Van Hattum has just announced he is stepping down as NZF chairman after almost six years and said on Friday: "Football's in good heart. It's financially sound, it's sustainable and there is a progressive plan ... I think the legacy is that the game was close to financial insolvency back in 2007 and look at the progress we have made."
Turner also said he believed New Zealand football would progress if NZF moved out of the Oceania confederation and into Asia - but acknowledged it would give NZF a financial and achievements headache in the short-term.
"We won't qualify for World Cups [in the Asian confederation, we won't qualify for age group World Cups like we do now. In Oceania, we qualify all the time so our under-17s and under-20s go to basically every World Cup. You're not going to do that if you go into Asia but I do think that for the All Whites to prosper, that's a really important thing - but it's hard for the board of NZF to decide which way to go.
"Because if they go to Asia, it's going to cost them bucket-loads of money. Even Australia are struggling financially and their teams have very rarely qualified for World Cups in recent years."
Turner also said Neil Emblen, player-coach of Western Springs and manager of the New Zealand Olympic football team, had "every chance" of replacing Herbert as the next coach of the All Whites - but doubted the ASB Premiership would produce a coach or players for the national team in the short term.

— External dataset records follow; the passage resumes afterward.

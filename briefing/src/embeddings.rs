//! Client for the remote embedding service.
//!
//! Texts are packed into batches under a token budget and sent to
//! `POST {origin}/embeddings`. Oversized payloads come back as HTTP 413
//! and are recovered by splitting the batch or trimming the text; the
//! returned vectors always align with the input indices.

use std::collections::VecDeque;
use std::time::{Duration, Instant};

use common_lib::settings::EmbeddingSettings;
use reqwest::StatusCode;
use reqwest_middleware::ClientWithMiddleware;
use serde::Deserialize;
use serde_json::json;
use tokio::time::sleep;
use url::Url;

use crate::text_processing::{clean_text_for_embedding, truncate_chars};

const TRANSPORT_ATTEMPTS: u32 = 3;

#[derive(Deserialize)]
struct EmbeddingData {
    embedding: Vec<f32>,
}

#[derive(Deserialize)]
#[serde(untagged)]
enum EmbeddingsResponse {
    Data { data: Vec<EmbeddingData> },
    Plain { embeddings: Vec<Vec<f32>> },
}

impl EmbeddingsResponse {
    fn into_vectors(self) -> Vec<Vec<f32>> {
        match self {
            EmbeddingsResponse::Data { data } => {
                data.into_iter().map(|d| d.embedding).collect()
            }
            EmbeddingsResponse::Plain { embeddings } => embeddings,
        }
    }
}

/// Pending work queue entry; `force_single` entries are sent alone
#[derive(Debug)]
struct WorkItem {
    index: usize,
    text: String,
    force_single: bool,
}

enum BatchOutcome {
    Vectors(Vec<Vec<f32>>),
    PayloadTooLarge,
}

pub struct EmbeddingClient {
    client: ClientWithMiddleware,
    settings: EmbeddingSettings,
}

impl EmbeddingClient {
    pub fn new(client: ClientWithMiddleware, settings: EmbeddingSettings) -> Self {
        Self { client, settings }
    }

    fn token_estimate(&self, text: &str) -> usize {
        let tokens = (text.chars().count() as f64 / self.settings.chars_per_token).ceil();
        (tokens as usize).max(1)
    }

    /// Character cap implied by the token budget
    fn budget_chars(&self) -> usize {
        let by_tokens =
            (self.settings.max_batch_tokens as f64 * self.settings.chars_per_token) as usize;
        self.settings.max_item_chars.min(by_tokens).max(1)
    }

    /// Embeds all texts, preserving index alignment with the input.
    /// A missing embedding after recovery is an error, never a hole
    pub async fn embed(&self, texts: &[String]) -> anyhow::Result<Vec<Vec<f32>>> {
        if texts.is_empty() {
            return Ok(Vec::new());
        }
        let start_time = Instant::now();

        let max_chars = self.budget_chars();
        let mut queue: VecDeque<WorkItem> = texts
            .iter()
            .enumerate()
            .map(|(index, text)| WorkItem {
                index,
                text: truncate_chars(&clean_text_for_embedding(text), max_chars),
                force_single: false,
            })
            .collect();

        let mut results: Vec<Option<Vec<f32>>> = vec![None; texts.len()];
        let mut requests = 0usize;

        while !queue.is_empty() {
            // An oversized head cannot be batched; shrink it and retry alone
            let head_tokens = self.token_estimate(&queue[0].text);
            if head_tokens > self.settings.max_batch_tokens {
                let mut item = queue.pop_front().unwrap();
                let len = item.text.chars().count();
                let reduced = (len / 2).min(self.budget_chars());
                anyhow::ensure!(
                    reduced >= 1 && reduced < len,
                    "text at index {} cannot be reduced to fit the embedding token budget",
                    item.index
                );
                item.text = truncate_chars(&item.text, reduced);
                item.force_single = true;
                queue.push_front(item);
                continue;
            }

            let batch = self.take_batch(&mut queue);
            let inputs: Vec<&str> = batch.iter().map(|item| item.text.as_str()).collect();
            requests += 1;

            match self.send_batch(&inputs).await? {
                BatchOutcome::Vectors(vectors) => {
                    anyhow::ensure!(
                        vectors.len() == batch.len(),
                        "embedding service returned {} vectors for {} inputs",
                        vectors.len(),
                        batch.len()
                    );
                    for (item, vector) in batch.into_iter().zip(vectors) {
                        results[item.index] = Some(vector);
                    }
                }
                BatchOutcome::PayloadTooLarge => {
                    self.requeue_after_413(batch, &mut queue)?;
                }
            }
        }

        let embeddings = results
            .into_iter()
            .enumerate()
            .map(|(index, vector)| {
                vector.ok_or_else(|| anyhow::anyhow!("missing embedding for text {}", index))
            })
            .collect::<anyhow::Result<Vec<_>>>()?;

        tracing::info!(
            "embed_texts count={} requests={} took_ms={}",
            texts.len(),
            requests,
            start_time.elapsed().as_millis()
        );
        Ok(embeddings)
    }

    /// Pops queue entries while the running token sum stays within budget,
    /// stopping at `force_single` entries
    fn take_batch(&self, queue: &mut VecDeque<WorkItem>) -> Vec<WorkItem> {
        let first = queue.pop_front().unwrap();
        let single = first.force_single;
        let mut tokens = self.token_estimate(&first.text);
        let mut batch = vec![first];
        if single {
            return batch;
        }
        while let Some(next) = queue.front() {
            if next.force_single {
                break;
            }
            let next_tokens = self.token_estimate(&next.text);
            if tokens + next_tokens > self.settings.max_batch_tokens {
                break;
            }
            tokens += next_tokens;
            batch.push(queue.pop_front().unwrap());
        }
        batch
    }

    /// Splits a rejected batch in half, or trims a rejected singleton to
    /// 70% of its length. Recovery never consumes a transport attempt
    fn requeue_after_413(
        &self,
        mut batch: Vec<WorkItem>,
        queue: &mut VecDeque<WorkItem>,
    ) -> anyhow::Result<()> {
        if batch.len() > 1 {
            tracing::warn!("embedding payload too large, splitting batch of {}", batch.len());
            let tail = batch.split_off(batch.len() / 2);
            for mut item in batch.into_iter().chain(tail).rev() {
                item.force_single = true;
                queue.push_front(item);
            }
            return Ok(());
        }

        let mut item = batch.pop().unwrap();
        let len = item.text.chars().count();
        let reduced = ((len as f64 * 0.7) as usize).max(1);
        anyhow::ensure!(
            reduced < len,
            "embedding service rejected a minimal payload for text {}",
            item.index
        );
        tracing::warn!(
            "embedding payload too large, trimming text {} from {} to {} chars",
            item.index,
            len,
            reduced
        );
        item.text = truncate_chars(&item.text, reduced);
        item.force_single = true;
        queue.push_front(item);
        Ok(())
    }

    /// Sends one batch with transport retries; HTTP 413 is reported to the
    /// caller instead of being retried
    async fn send_batch(&self, inputs: &[&str]) -> anyhow::Result<BatchOutcome> {
        let mut url: Url = self.settings.origin.clone();
        url.set_path("embeddings");
        let timeout = Duration::from_secs(self.settings.timeout_s);

        let mut last_error = None;
        for attempt in 0..TRANSPORT_ATTEMPTS {
            let response = self
                .client
                .post(url.clone())
                .timeout(timeout)
                .json(&json!({ "input": inputs }))
                .send()
                .await;

            match response {
                Ok(response) if response.status() == StatusCode::PAYLOAD_TOO_LARGE => {
                    return Ok(BatchOutcome::PayloadTooLarge);
                }
                Ok(response) if response.status().is_success() => {
                    match response.json::<EmbeddingsResponse>().await {
                        Ok(parsed) => return Ok(BatchOutcome::Vectors(parsed.into_vectors())),
                        Err(e) => last_error = Some(anyhow::Error::from(e)),
                    }
                }
                Ok(response) => {
                    last_error = Some(anyhow::anyhow!(
                        "embedding service returned {}",
                        response.status()
                    ));
                }
                Err(e) => last_error = Some(anyhow::Error::from(e)),
            }

            if attempt + 1 < TRANSPORT_ATTEMPTS {
                let delay = Duration::from_secs(1 << attempt);
                tracing::warn!(
                    "embedding request attempt {} failed, retrying in {:?}: {}",
                    attempt + 1,
                    delay,
                    last_error.as_ref().unwrap()
                );
                sleep(delay).await;
            }
        }
        Err(last_error
            .unwrap()
            .context(format!("embedding request failed after {TRANSPORT_ATTEMPTS} attempts")))
    }
}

"Where would you find someone in the ASB Premiership to coach at international level? Once you get up to that level, you've got to know your stuff." Turner said. "You've got to fly by the seat of your pants sometimes and the thing gets pretty hot when you're under the pump and people are raining down on the goal and you're 1-0 down and you've got to make good, quick, sound decisions."
He said not every ASB Premiership team had the belief or desire to think that their first priority was preparing players for the national team.
"You're not going to see many players come straight out of the ASB Premiership and go into the national team. If you look at the players that have really made it in football, other than Ryan [Nelsen], they all go to clubs in Europe and they make their names there."